• _Directions for this task_
Scan the lines below and report each one containing "CartView" by copying it.

Collected data entries:
----------------------------------------

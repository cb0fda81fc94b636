use actix_web::{web, HttpResponse};
use chrono::Utc;
use pharmacy_shared::{AdminOrderRequest, BulkStatusRequest, StatusUpdateRequest};
use serde_json::json;
use tracing::info;
use validator::Validate;

use crate::error::AppError;
use crate::middleware::StaffUser;
use crate::services::order_service::OrderListParams;
use crate::services::OrderService;

pub async fn list_orders(
    query: web::Query<OrderListParams>,
    order_service: web::Data<OrderService>,
) -> Result<HttpResponse, AppError> {
    let (filter, page) = query.to_filter(Utc::now());
    let orders = order_service.search(&filter, page).await?;
    Ok(HttpResponse::Ok().json(orders))
}

pub async fn get_order(
    path: web::Path<i64>,
    order_service: web::Data<OrderService>,
) -> Result<HttpResponse, AppError> {
    let order = order_service.get_order(path.into_inner()).await?;
    Ok(HttpResponse::Ok().json(order))
}

pub async fn create_order(
    staff: StaffUser,
    request: web::Json<AdminOrderRequest>,
    order_service: web::Data<OrderService>,
) -> Result<HttpResponse, AppError> {
    request.validate()?;
    let order = order_service.create_admin_order(&request).await?;
    info!("Staff {} created order {}", staff.user_id, order.id);
    Ok(HttpResponse::Created().json(order))
}

/// Replaces every item of the order
pub async fn update_order(
    staff: StaffUser,
    path: web::Path<i64>,
    request: web::Json<AdminOrderRequest>,
    order_service: web::Data<OrderService>,
) -> Result<HttpResponse, AppError> {
    request.validate()?;
    let order = order_service
        .update_admin_order(path.into_inner(), &request)
        .await?;
    info!("Staff {} edited order {}", staff.user_id, order.id);
    Ok(HttpResponse::Ok().json(order))
}

pub async fn update_status(
    path: web::Path<i64>,
    request: web::Json<StatusUpdateRequest>,
    order_service: web::Data<OrderService>,
) -> Result<HttpResponse, AppError> {
    let order = order_service
        .update_status(path.into_inner(), &request.status)
        .await?;
    Ok(HttpResponse::Ok().json(json!({
        "message": format!("Order #{} status updated to {}", order.id, order.status_label),
        "order": order,
    })))
}

pub async fn bulk_update_status(
    staff: StaffUser,
    request: web::Json<BulkStatusRequest>,
    order_service: web::Data<OrderService>,
) -> Result<HttpResponse, AppError> {
    request.validate()?;
    let updated = order_service
        .bulk_update_status(&request.order_ids, &request.status)
        .await?;
    info!("Staff {} bulk-updated {} order(s)", staff.user_id, updated);
    Ok(HttpResponse::Ok().json(json!({
        "updated": updated,
        "message": format!("{} orders updated to {}", updated, request.status.trim().to_uppercase()),
    })))
}

pub async fn delete_order(
    staff: StaffUser,
    path: web::Path<i64>,
    order_service: web::Data<OrderService>,
) -> Result<HttpResponse, AppError> {
    let id = path.into_inner();
    order_service.delete(id).await?;
    info!("Staff {} deleted order {}", staff.user_id, id);
    Ok(HttpResponse::NoContent().finish())
}
use std::time::Duration;

// Pagination defaults
pub const DEFAULT_PAGE_SIZE: i64 = 20;
pub const MAX_PAGE_SIZE: i64 = 100;
pub const SEARCH_PAGE_SIZE: i64 = 12;
pub const FEEDBACK_PAGE_SIZE: i64 = 20;

// Storefront listings
pub const HOME_FEATURED_MEDICINES: i64 = 8;
pub const HOME_FEEDBACKS: i64 = 6;
pub const DETAIL_PRODUCT_FEEDBACKS: i64 = 6;

// Search suggestions
pub const SUGGESTION_MIN_QUERY_LEN: usize = 2;
pub const SUGGESTION_MEDICINE_LIMIT: i64 = 5;
pub const SUGGESTION_MANUFACTURER_LIMIT: i64 = 3;

// Inventory
pub const LOW_STOCK_THRESHOLD: i32 = 10;
pub const MAX_LINE_QUANTITY: i32 = 999;

// Feedback
pub const MIN_RATING: i32 = 1;
pub const MAX_RATING: i32 = 5;

// Sessions
pub const SESSION_COOKIE_NAME: &str = "sessionid";
pub const DEFAULT_SESSION_TTL: Duration = Duration::from_secs(14 * 24 * 60 * 60); // 2 weeks

// Site settings
pub const SETTINGS_URL_MAX_LENGTH: usize = 200;
pub const SITE_SETTINGS_ID: i32 = 1;
pub const DEFAULT_WHATSAPP_NUMBER: &str = "919710036499";

// Currency
pub const CURRENCY_SYMBOL: &str = "₹";

// Storefront messages
pub const MSG_CART_EMPTY: &str = "Your cart is empty!";
pub const MSG_ITEM_REMOVED: &str = "Item removed from cart!";
pub const MSG_NO_ORDERS_FOR_PHONE: &str = "No orders found with this phone number.";
pub const MSG_ORDER_NOT_FOUND: &str = "Order not found. Please check your Order ID and Phone Number.";
pub const MSG_PHONE_REQUIRED_FOR_ORDER: &str = "Please enter your phone number to track the order.";
pub const MSG_PHONE_REQUIRED: &str = "Please enter your phone number to track orders.";
pub const MSG_FEEDBACK_THANKS: &str = "Thank you for your feedback! 🙏";
pub const MSG_CONTACT_THANKS: &str = "Thank you for contacting us! We will get back to you soon.";
async fn drop_rejection(pool: &sqlx::PgPool, name: &str) {
    sqlx::query(&format!("DROP TRIGGER IF EXISTS {name} ON order_items"))
        .execute(pool)
        .await
        .unwrap();
    sqlx::query(&format!("DROP FUNCTION IF EXISTS {name}()"))
        .execute(pool)
        .await
        .unwrap();
}

#[actix_web::test]
async fn failed_checkout_rolls_back_and_keeps_the_cart() {
    let Some(pool) = test_pool().await else { return };
    let app = storefront!(pool);
    let category = create_category(&pool).await;
    let medicine = create_medicine(&pool, &category, "Rejected", Decimal::new(4000, 2)).await;
    let rejection = reject_order_items_for(&pool, medicine.id).await;

    // Member cart
    let auth = bearer(Uuid::new_v4(), UserRole::Customer);
    let member_phone = unique_phone();
    for _ in 0..2 {
        let req = test::TestRequest::post()
            .uri(&format!("/add-to-cart/{}/", medicine.id))
            .insert_header((header::AUTHORIZATION, auth.clone()))
            .to_request();
        test::call_service(&app, req).await;
    }
    let req = test::TestRequest::post()
        .uri("/checkout/")
        .insert_header((header::AUTHORIZATION, auth.clone()))
        .set_form([("shipping_address", "1 Mill Lane"), ("phone_number", member_phone.as_str())])
        .to_request();
    let member_status = test::call_service(&app, req).await.status();

    let req = test::TestRequest::get()
        .uri("/cart/")
        .insert_header((header::AUTHORIZATION, auth))
        .to_request();
    let member_cart: CartView = test::call_and_read_body_json(&app, req).await;

    // Guest cart
    let guest_phone = unique_phone();
    let req = test::TestRequest::post()
        .uri(&format!("/add-to-cart/{}/", medicine.id))
        .to_request();
    let resp = test::call_service(&app, req).await;
    let cookie = session_cookie(&resp).expect("session cookie");
    let req = test::TestRequest::post()
        .uri("/checkout/")
        .cookie(cookie.clone())
        .set_form([("shipping_address", "2 Mill Lane"), ("phone_number", guest_phone.as_str())])
        .to_request();
    let guest_status = test::call_service(&app, req).await.status();

    let req = test::TestRequest::get().uri("/cart/").cookie(cookie).to_request();
    let guest_cart: CartView = test::call_and_read_body_json(&app, req).await;

    drop_rejection(&pool, &rejection).await;

    assert_eq!(member_status, StatusCode::INTERNAL_SERVER_ERROR);
    assert_eq!(orders_for_phone(&pool, &member_phone).await, 0);
    assert_eq!(member_cart.lines.len(), 1);
    assert_eq!(member_cart.lines[0].quantity, 2);

    assert_eq!(guest_status, StatusCode::INTERNAL_SERVER_ERROR);
    assert_eq!(orders_for_phone(&pool, &guest_phone).await, 0);
    assert_eq!(guest_cart.lines.len(), 1);
    assert_eq!(guest_cart.lines[0].quantity, 1);
}
//! Types shared between the storefront backend and its clients.

pub mod constants;
pub mod dto;
pub mod types;

pub use constants::*;
pub use dto::*;
pub use types::*;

----------------------------------------

• _Answer box_
    let member_cart: CartView = test::call_and_read_body_json(&app, req).await;
    let guest_cart: CartView = test::call_and_read_body_json(&app, req).await;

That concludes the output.